Temos, enquanto ocidentais, dois e apenas dois modelos para a morte. A morte do Cristo na Cruz, e a morte de Sócrates dialogando. Prova radical que somos, enquanto ocidentais, uma síntese malograda entre judeus e gregos. Malograda, porque, ao imaginarmos a hora da nossa morte, não sabemos como queremos morrer: apaixonadamente ou impassíveis - embora, muito provavelmente, na hora da morte isto não conte.
Imitação de Cristo ou de Sócrates: eis no fundo nossa escolha. Ser santo ou engajado ser filosofo ou contemplativo. Do ponto de vista cristão a escolha socrática é escolha da alienação e do pecado. Do ponto de vista socrático a escolha cristã é escolha da ilusão e do engano. Não há maior pecado do ponto de vista cristão que a "tristeza do coração", isto é, desamor, indiferença. E não há maior engano do ponto de vista socrático que o deter "opiniões", ou seja, afastar-se da sabedoria. Escolhas estas que não podem ser sintetizadas.
Temos exemplos radiantes da indiferença socrática: tanto da indiferença aos movimentos em meu redor, ataraxia, quanto da indiferença aos sofrimentos no meu intimo, apatia. Como, por exemplo, o herói que morre indiferente as dores; o imperador romano que morre em pé, congelado em cubo de gelo; o bruxo medieval que morre calmo e sorri dente na fogueira; o gentleman inglês que morre fumando cachimbo; o aristocrata francês que se dirige à Guilhotina escolhendo o perfume apropriado; Goethe que morre escrevendo; ou ainda, o hippie atual que morre em reedição do gentleman, "à bout de souffle" acendendo cigarro. O comum a todos os exemplos é a morte, e a vida com dignidade, isto é: esteticamente. Ter vida e morte belas, limpas, não sujas de sangue.
A indiferença elaborou, ao longo da historia do Ocidente, duas grandes ideologias. A estóica na Antiguidade, a classista na Idade Moderna. Dois grandes impérios, o romano e o britânico, elevaram a indiferença em ideal oficial e predominante. O ideal do gentleman inglês - aquele que carrega o fardo do "homem branco" - pode ser resumido nesta famosa sentença: ter consciência e camisa limpa. Nada é capaz perturbá-lo e, portanto, nada pode sujá-lo. É "impecável".

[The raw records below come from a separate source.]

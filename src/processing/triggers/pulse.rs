use super::TriggerInstance;

pub struct PulseTriggerConfig {
    pub level: f32,
    /// Samples after an onset during which further crossings are ignored.
    pub cooldown_samples: usize,
}

pub struct PulseTrigger {
    config: PulseTriggerConfig,
    last_sample: f32,
    samples_since_onset: Option<usize>,
}

impl PulseTrigger {
    pub fn new(config: PulseTriggerConfig) -> Self {
        Self {
            config,
            last_sample: 0.0,
            samples_since_onset: None,
        }
    }
}

impl TriggerInstance for PulseTrigger {
    fn process_sample(&mut self, sample: f32) -> bool {
        let rising = self.last_sample < self.config.level && sample >= self.config.level;
        self.last_sample = sample;

        let cooling_down = self
            .samples_since_onset
            .map_or(false, |n| n < self.config.cooldown_samples);
        if let Some(n) = self.samples_since_onset.as_mut() {
            *n = n.saturating_add(1);
        }

        if rising && !cooling_down {
            self.samples_since_onset = Some(1);
            return true;
        }
        false
    }

    fn reset(&mut self) {
        self.last_sample = 0.0;
        self.samples_since_onset = None;
    }
}

#[cfg(test)]
mod tests {
    use super::*;

    fn onsets(trigger: &mut PulseTrigger, samples: &[f32]) -> Vec<usize> {
        samples
            .iter()
            .enumerate()
            .filter_map(|(i, &s)| trigger.process_sample(s).then_some(i))
            .collect()
    }

    #[test]
    fn reports_rising_edges() {
        let mut trigger = PulseTrigger::new(PulseTriggerConfig {
            level: 0.5,
            cooldown_samples: 0,
        });
        let mut samples = vec![0.0f32; 100];
        samples[10] = 1.0;
        samples[11] = 1.0;
        samples[60] = 1.0;
        assert_eq!(onsets(&mut trigger, &samples), vec![10, 60]);
    }

    #[test]
    fn cooldown_ignores_ringing() {
        let mut trigger = PulseTrigger::new(PulseTriggerConfig {
            level: 0.5,
            cooldown_samples: 20,
        });
        let mut samples = vec![0.0f32; 100];
        samples[10] = 1.0;
        samples[13] = 1.0;
        samples[40] = 1.0;
        assert_eq!(onsets(&mut trigger, &samples), vec![10, 40]);
    }
}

O grande confronto entre as duas maneiras de vida ocidental, entre amor e indiferença, se dá no confronto entre Cristo e Pilatos. Um, cujo rosto está sujo da saliva de seus inimigos, de suor e de sangue. O outro, que lava as mãos em bacia elegantemente servida por escravos. Tal encontro pré-figura a historia toda do Ocidente. Na atualidade, por exemplo: confronto entre engajado e tecnocrata.
6 comentários:
Puxa dois modelos de morte? Mas os dois nao estavam fazendo a mesma coisa? Nao foram ambos acusados de perversao e porisso executados?
Curiosa esta opçao ocidental de modelos nao ocidentais.

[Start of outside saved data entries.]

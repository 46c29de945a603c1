pub mod threshold;

pub use threshold::{CrossingDirection, ThresholdCrossingDetector};
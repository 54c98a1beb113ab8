use std::sync::Once;

use cubeio::common::logger as core_logger;

static INIT: Once = Once::new();

pub fn init_test_logger() {
    INIT.call_once(|| {
        // Prefer INFO level for CI noise; override via RUST_LOG when needed
        if std::env::var("RUST_LOG").is_err() {
            // set_var is safe in tests during init once
            unsafe {
                std::env::set_var("RUST_LOG", "info");
            }
        }
        core_logger::initialize_logger();
    });
}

Pessoalmente eu prefiro a morte inesperada, nem apaixonada nem impassivel mas a morte como fato inevitavel e inexoravel como parte de nossas poucas certezas.

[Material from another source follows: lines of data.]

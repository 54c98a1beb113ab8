use std::fmt::Debug;

/// An incremental update to one cube cell.
///
/// `merge` must be associative and commutative: the coordinator merges writes
/// to the same address in whatever order callers happen to arrive, and the
/// backend merges a flushed value into whatever it already stores.
pub trait Op: Clone + Debug + Send + Sync + 'static {
    fn merge(&self, other: &Self) -> Self;
}
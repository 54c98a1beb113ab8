//! Data model seen by the write coordinator: addresses, mergeable operations,
//! batches, and the engine interface that produces them.

pub mod address;
pub mod batch;
pub mod engine;
pub mod op;

pub use address::{Address, AddressBuilder};
pub use batch::Batch;
pub use engine::AggregateEngine;
pub use op::Op;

O grande problema da indiferença me parece ter origem na preocupaçao pela propriedade e pelo status quo, mas isso mereceria muitas laudas mais de reflexao.
A imagem final do amor vs indiferença é perfeito embora meio biblico. Pilatos se lavando da culpa por condenar um pregador do amor é verdadeiramente forte e repete-se diariamente bem diante de nossos olhos sem que nada efetivo possa ser feito que nao o exercicio de pensar e indignar-se
Lucas Guedes:
só pra dizer que gostei do que vi por aqui,ainda que rapidamente.
Volto,com certeza, com mais tempo.
abs
Eu me alinho mais a Sócrates e de preferência limpinho.
Por aquelas imensas coincidencias, o texto para amanhã com Heloísa é do Fusser. Mandaram link por email, depois te mando. abço
Eduardo Araújo
Que texto bom! =D
Quase um ensaio...
Puxa, seu texto é bem inteligente. Coisa de gente lúcida, etc.
Seu último parágrafo deu a impressão de que vc queria falar mais. Acho que o assunto está bem aberto ainda.
A questão de Engajado x Tecnocrata merece mais um texto.